Flying as Captain for over 20 years, she was the first female Chief Pilot for American Airlines (Miami domicile, 1997). As the most senior female pilot, she retired with over 31 years total service in December 2007. She was a founding member of the International Society of Women Airline Pilots and served as Chairwoman from 2009 to 2011. In 2018, she was inducted into the California Aviation Hall of Fame.

==Academic career==
Masson is an assistant professor of aeronautics at Jacksonville University. From 2016 to 2020 she was an adjunct professor at Embry-Riddle Aeronautical University. She also taught at the St. Augustine High School Aerospace Academy.

==Art==
A gifted artist and painter, at the age of 18, 52 of her oil paintings were shipped to Italy and shown at a series of solo exhibitions in Italy. Her mother called the paintings interesting, describing them as "Big Einstein faces with three eyes. Don't ask me." Two of the paintings were rented for the set of the 1995 film The Perez Family. She also worked as a go-go dancer in Italy in 1969.

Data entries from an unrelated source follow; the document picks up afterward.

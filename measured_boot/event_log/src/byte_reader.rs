/*
 * Copyright (c) Huawei Technologies Co., Ltd. 2025. All rights reserved.
 * Global Trust Authority is licensed under the Mulan PSL v2.
 * You can use this software according to the terms and conditions of the Mulan PSL v2.
 * You may obtain a copy of Mulan PSL v2 at:
 *     http://license.coscl.org.cn/MulanPSL2
 * THIS SOFTWARE IS PROVIDED ON AN "AS IS" BASIS, WITHOUT WARRANTIES OF ANY KIND, EITHER EXPRESS OR
 * IMPLIED, INCLUDING BUT NOT LIMITED TO NON-INFRINGEMENT, MERCHANTABILITY OR FIT FOR A PARTICULAR
 * PURPOSE.
 * See the Mulan PSL v2 for more details.
 */

//! Byte Reader Module
//!
//! This module provides the primitive reads used by every event log decoder:
//! little-endian fixed-width integers, length-prefixed byte runs, GUIDs and UCS-2 strings,
//! plus positioned seeks over any seekable byte source.
//!
//! The module contains two main components:
//! - `ByteReader`: A bounded reader over a `Read + Seek` source (file, in-memory buffer, ...)
//! - `ByteParseable`: A parseable trait; types implementing this trait can be decoded directly from a reader
//!
//! Every read is checked against the reader limit before any buffer is allocated, so a corrupt
//! length field turns into `EventLogError::Truncated` instead of a huge allocation.

use byteorder::{LittleEndian, ReadBytesExt};
use std::io::{self, Cursor, Read, Seek, SeekFrom};
use uuid::Uuid;

use crate::error::EventLogError;

/// UEFI GUID size
pub const UEFI_GUID_SIZE: usize = 16;

/// Bounded binary reader
///
/// Wraps a seekable source and tracks the current offset together with a read limit.
/// The limit starts at the source length and can be narrowed with [`ByteReader::set_limit`]
/// so that a decoder can never consume bytes beyond a container-declared end offset.
pub struct ByteReader<R> {
    source: R,
    position: u64,
    length: u64,
    limit: u64,
}

/// Trait for types that can be parsed from a byte stream
///
/// # Example
///
/// ```rust ignore
/// use tpm_event_log::{ByteReader, ByteParseable, EventLogError};
///
/// struct Separator {
///     value: u32,
/// }
///
/// impl ByteParseable for Separator {
///     fn parse_from<R: Read + Seek>(parser: &mut ByteReader<R>) -> Result<Self, EventLogError> {
///         Ok(Self { value: parser.read_u32()? })
///     }
/// }
/// ```
pub trait ByteParseable: Sized {
    /// Parse an instance of the current type from a byte reader
    ///
    /// # Errors
    ///
    /// Returns `EventLogError::Truncated` when the reader runs out of bytes, or a decoder
    /// specific error when the content is malformed
    fn parse_from<R: Read + Seek>(parser: &mut ByteReader<R>) -> Result<Self, EventLogError>;
}

impl<'a> ByteReader<Cursor<&'a [u8]>> {
    /// Create a reader over an in-memory buffer
    pub fn from_bytes(data: &'a [u8]) -> Self {
        let length = data.len() as u64;
        Self {
            source: Cursor::new(data),
            position: 0,
            length,
            limit: length,
        }
    }
}

impl<R: Read + Seek> ByteReader<R> {
    /// Create a reader over a seekable source
    ///
    /// The source length is measured once; reading starts at the source's current offset.
    ///
    /// # Errors
    /// * Returns `EventLogError::Io` when the source cannot be seeked
    pub fn new(mut source: R) -> Result<Self, EventLogError> {
        let position = source.stream_position()?;
        let length = source.seek(SeekFrom::End(0))?;
        source.seek(SeekFrom::Start(position))?;
        Ok(Self {
            source,
            position,
            length,
            limit: length,
        })
    }

    /// Get the current position (byte offset from the start of the source)
    pub fn position(&self) -> u64 {
        self.position
    }

    /// Set position
    ///
    /// # Errors
    /// * Returns `EventLogError::OutOfBounds` when the position lies beyond the current limit
    pub fn set_position(&mut self, pos: u64) -> Result<(), EventLogError> {
        self.seek(SeekFrom::Start(pos)).map(|_| ())
    }

    /// Seek relative to the start, the current position or the limit
    ///
    /// # Returns
    /// * `Result<u64, EventLogError>` - The new position
    ///
    /// # Errors
    /// * Returns `EventLogError::OutOfBounds` when the target falls outside `[0, limit]`
    pub fn seek(&mut self, pos: SeekFrom) -> Result<u64, EventLogError> {
        let target: i128 = match pos {
            SeekFrom::Start(offset) => offset as i128,
            SeekFrom::Current(delta) => self.position as i128 + delta as i128,
            SeekFrom::End(delta) => self.limit as i128 + delta as i128,
        };
        if target < 0 || target > self.limit as i128 {
            return Err(EventLogError::OutOfBounds {
                offset: u64::try_from(target.max(0)).unwrap_or(u64::MAX),
                limit: self.limit,
            });
        }

        let target = target as u64;
        self.source.seek(SeekFrom::Start(target))?;
        self.position = target;
        Ok(target)
    }

    /// Current read limit
    pub fn limit(&self) -> u64 {
        self.limit
    }

    /// Narrow (or widen) the readable window to `[0, end)`
    ///
    /// # Errors
    /// * Returns `EventLogError::OutOfBounds` when `end` lies beyond the source length
    pub fn set_limit(&mut self, end: u64) -> Result<(), EventLogError> {
        if end > self.length {
            return Err(EventLogError::OutOfBounds { offset: end, limit: self.length });
        }
        self.limit = end;
        Ok(())
    }

    /// Get the number of unread bytes before the limit
    pub fn remaining(&self) -> u64 {
        self.limit.saturating_sub(self.position)
    }

    /// Check if the limit has been reached
    pub fn is_end(&self) -> bool {
        self.position >= self.limit
    }

    /// Get the total source length
    pub fn get_length(&self) -> u64 {
        self.length
    }

    /// Release the underlying source
    pub fn into_inner(self) -> R {
        self.source
    }

    /// Fail with `Truncated` unless `length` more bytes can be read
    pub fn ensure_available(&self, length: u64) -> Result<(), EventLogError> {
        let available = self.remaining();
        if length > available {
            return Err(EventLogError::truncated(self.position, length, available));
        }
        Ok(())
    }

    fn map_read_error(&self, err: io::Error, requested: u64) -> EventLogError {
        if err.kind() == io::ErrorKind::UnexpectedEof {
            EventLogError::truncated(self.position, requested, self.remaining())
        } else {
            EventLogError::Io(err)
        }
    }

    /// Read a u8 value
    ///
    /// # Errors
    /// * Returns `EventLogError::Truncated` when no byte is left before the limit
    pub fn read_u8(&mut self) -> Result<u8, EventLogError> {
        self.ensure_available(1)?;
        let value = self.source.read_u8().map_err(|e| self.map_read_error(e, 1))?;
        self.position += 1;
        Ok(value)
    }

    /// Read a u16 value (little-endian)
    ///
    /// # Errors
    /// * Returns `EventLogError::Truncated` when fewer than 2 bytes are left before the limit
    pub fn read_u16(&mut self) -> Result<u16, EventLogError> {
        self.ensure_available(2)?;
        let value = self.source.read_u16::<LittleEndian>().map_err(|e| self.map_read_error(e, 2))?;
        self.position += 2;
        Ok(value)
    }

    /// Read a u32 value (little-endian)
    ///
    /// # Errors
    /// * Returns `EventLogError::Truncated` when fewer than 4 bytes are left before the limit
    pub fn read_u32(&mut self) -> Result<u32, EventLogError> {
        self.ensure_available(4)?;
        let value = self.source.read_u32::<LittleEndian>().map_err(|e| self.map_read_error(e, 4))?;
        self.position += 4;
        Ok(value)
    }

    /// Read a u64 value (little-endian)
    ///
    /// # Errors
    /// * Returns `EventLogError::Truncated` when fewer than 8 bytes are left before the limit
    pub fn read_u64(&mut self) -> Result<u64, EventLogError> {
        self.ensure_available(8)?;
        let value = self.source.read_u64::<LittleEndian>().map_err(|e| self.map_read_error(e, 8))?;
        self.position += 8;
        Ok(value)
    }

    /// Read bytes of specified length
    ///
    /// The length is checked against the remaining bytes before the buffer is allocated.
    ///
    /// # Errors
    /// * Returns `EventLogError::Truncated` when the requested number of bytes exceeds the remaining bytes
    pub fn read_bytes(&mut self, length: usize) -> Result<Vec<u8>, EventLogError> {
        self.ensure_available(length as u64)?;
        let mut buffer: Vec<u8> = vec![0u8; length];
        self.source.read_exact(&mut buffer)
            .map_err(|e| self.map_read_error(e, length as u64))?;
        self.position += length as u64;
        Ok(buffer)
    }

    /// Read a fixed-size byte array
    pub fn read_array<const N: usize>(&mut self) -> Result<[u8; N], EventLogError> {
        self.ensure_available(N as u64)?;
        let mut buffer = [0u8; N];
        self.source.read_exact(&mut buffer)
            .map_err(|e| self.map_read_error(e, N as u64))?;
        self.position += N as u64;
        Ok(buffer)
    }

    /// Read every byte up to the limit
    pub fn read_remaining(&mut self) -> Result<Vec<u8>, EventLogError> {
        let remaining = self.remaining() as usize;
        self.read_bytes(remaining)
    }

    /// Read GUID (16 bytes, mixed-endian UEFI layout)
    ///
    /// # Returns
    /// * `Result<String, EventLogError>` - The GUID in canonical lower-case form
    pub fn read_guid(&mut self) -> Result<String, EventLogError> {
        let guid_bytes: [u8; UEFI_GUID_SIZE] = self.read_array()?;
        Ok(Uuid::from_bytes_le(guid_bytes).to_string())
    }

    /// Read Unicode name
    ///
    /// Reads `length` UTF-16LE code units, stopping early at a NUL character
    pub fn read_unicode_name(&mut self, length: usize) -> Result<String, EventLogError> {
        self.ensure_available((length as u64).saturating_mul(2))?;
        let mut unicode_name = String::new();
        for _ in 0..length {
            let char_code = self.read_u16()?;
            if char_code == 0 {
                break;
            }
            unicode_name.push(std::char::from_u32(char_code as u32).unwrap_or('?'));
        }
        Ok(unicode_name)
    }

    /// Read UCS-2 (UTF-16LE) string
    ///
    /// Reads code units until the limit or a NUL terminator
    pub fn read_ucs2_string(&mut self) -> Result<String, EventLogError> {
        let mut unicode_str = String::new();
        while self.remaining() >= 2 {
            let code_unit = self.read_u16()?;
            if code_unit == 0 {
                break;
            }
            unicode_str.push(std::char::from_u32(code_unit as u32).unwrap_or('\u{FFFD}'));
        }
        Ok(unicode_str)
    }
}
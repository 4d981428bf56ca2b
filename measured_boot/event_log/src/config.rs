/*
 * Copyright (c) Huawei Technologies Co., Ltd. 2025. All rights reserved.
 * Global Trust Authority is licensed under the Mulan PSL v2.
 * You can use this software according to the terms and conditions of the Mulan PSL v2.
 * You may obtain a copy of Mulan PSL v2 at:
 *     http://license.coscl.org.cn/MulanPSL2
 * THIS SOFTWARE IS PROVIDED ON AN "AS IS" BASIS, WITHOUT WARRANTIES OF ANY KIND, EITHER EXPRESS OR
 * IMPLIED, INCLUDING BUT NOT LIMITED TO NON-INFRINGEMENT, MERCHANTABILITY OR FIT FOR A PARTICULAR
 * PURPOSE.
 * See the Mulan PSL v2 for more details.
 */

//! Decoder limits
//!
//! Caps applied to length fields read from the log before anything is allocated.
//! Values can be loaded from a YAML file; missing keys fall back to the defaults.

use serde::Deserialize;
use std::path::PathBuf;

use crate::error::EventLogError;

pub const DEFAULT_MAX_EVENT_DATA_SIZE: u32 = 16 * 1024 * 1024;
pub const DEFAULT_MAX_DIGEST_COUNT: u32 = 8;
pub const DEFAULT_MAX_ALGORITHM_COUNT: u32 = 8;
pub const DEFAULT_MAX_VENDOR_INFO_SIZE: u32 = 64 * 1024;

#[derive(Debug, Clone, PartialEq, Eq, Deserialize)]
#[serde(default)]
pub struct DecoderConfig {
    /// Largest `eventSize` accepted for a single record
    pub max_event_data_size: u32,
    /// Largest `digestCount` accepted in a crypto-agile record
    pub max_digest_count: u32,
    /// Largest `numberOfAlgorithms` accepted in a spec ID event
    pub max_algorithm_count: u32,
    pub max_vendor_info_size: u32,
}

impl Default for DecoderConfig {
    fn default() -> Self {
        Self {
            max_event_data_size: DEFAULT_MAX_EVENT_DATA_SIZE,
            max_digest_count: DEFAULT_MAX_DIGEST_COUNT,
            max_algorithm_count: DEFAULT_MAX_ALGORITHM_COUNT,
            max_vendor_info_size: DEFAULT_MAX_VENDOR_INFO_SIZE,
        }
    }
}

impl DecoderConfig {
    pub fn from_yaml(path: impl Into<PathBuf>) -> Result<Self, EventLogError> {
        let path = path.into();
        let config_str = std::fs::read_to_string(&path)
            .map_err(|e| EventLogError::Config(format!("Failed to read {}: {}", path.display(), e)))?;
        Self::from_yaml_str(&config_str)
    }

    pub fn from_yaml_str(config_str: &str) -> Result<Self, EventLogError> {
        serde_yaml::from_str(config_str)
            .map_err(|e| EventLogError::Config(format!("Failed to parse decoder config: {}", e)))
    }
}

/// Reject `value` when it exceeds `limit`
pub(crate) fn check_limit(field: &'static str, value: u64, limit: u32) -> Result<(), EventLogError> {
    if value > limit as u64 {
        return Err(EventLogError::LimitExceeded { field, value, limit: limit as u64 });
    }
    Ok(())
}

Masson briefly hosted The Tangela Tricoli Talk Show on public access TV in Los Angeles. She also sang and recorded the 1982 album Jet Lady under the name "Tangela Tricoli". The album was re-released in 2004 by Arf! Arf! Records.

==Patents==
In 1999, Masson patented the first true electronic flight bag, a computing device designed specifically to replace a pilot's entire kit bag, as the Electronic Kit Bag (EKB). Her multiple patents describe a solution to aid pilots in their normal aviation activities, however, the EKB is intended to also function as a life-saving control device, able to land an aircraft remotely in the event of pilot incapacitation.

==Personal life==
Masson lives in St. Augustine, Florida. She was a candidate in the 1981 Los Angeles mayoral election, campaigning for a "vacuport system" for commuters next to the freeway. Her daughter Athena is a broadcast/research meteorologist and tropical cyclone specialist. Her sister, Lisa Masson, is a physician and Medical Director at Cedars Sinai in Los Angeles. Masson owns a Scottish Aviation Bulldog.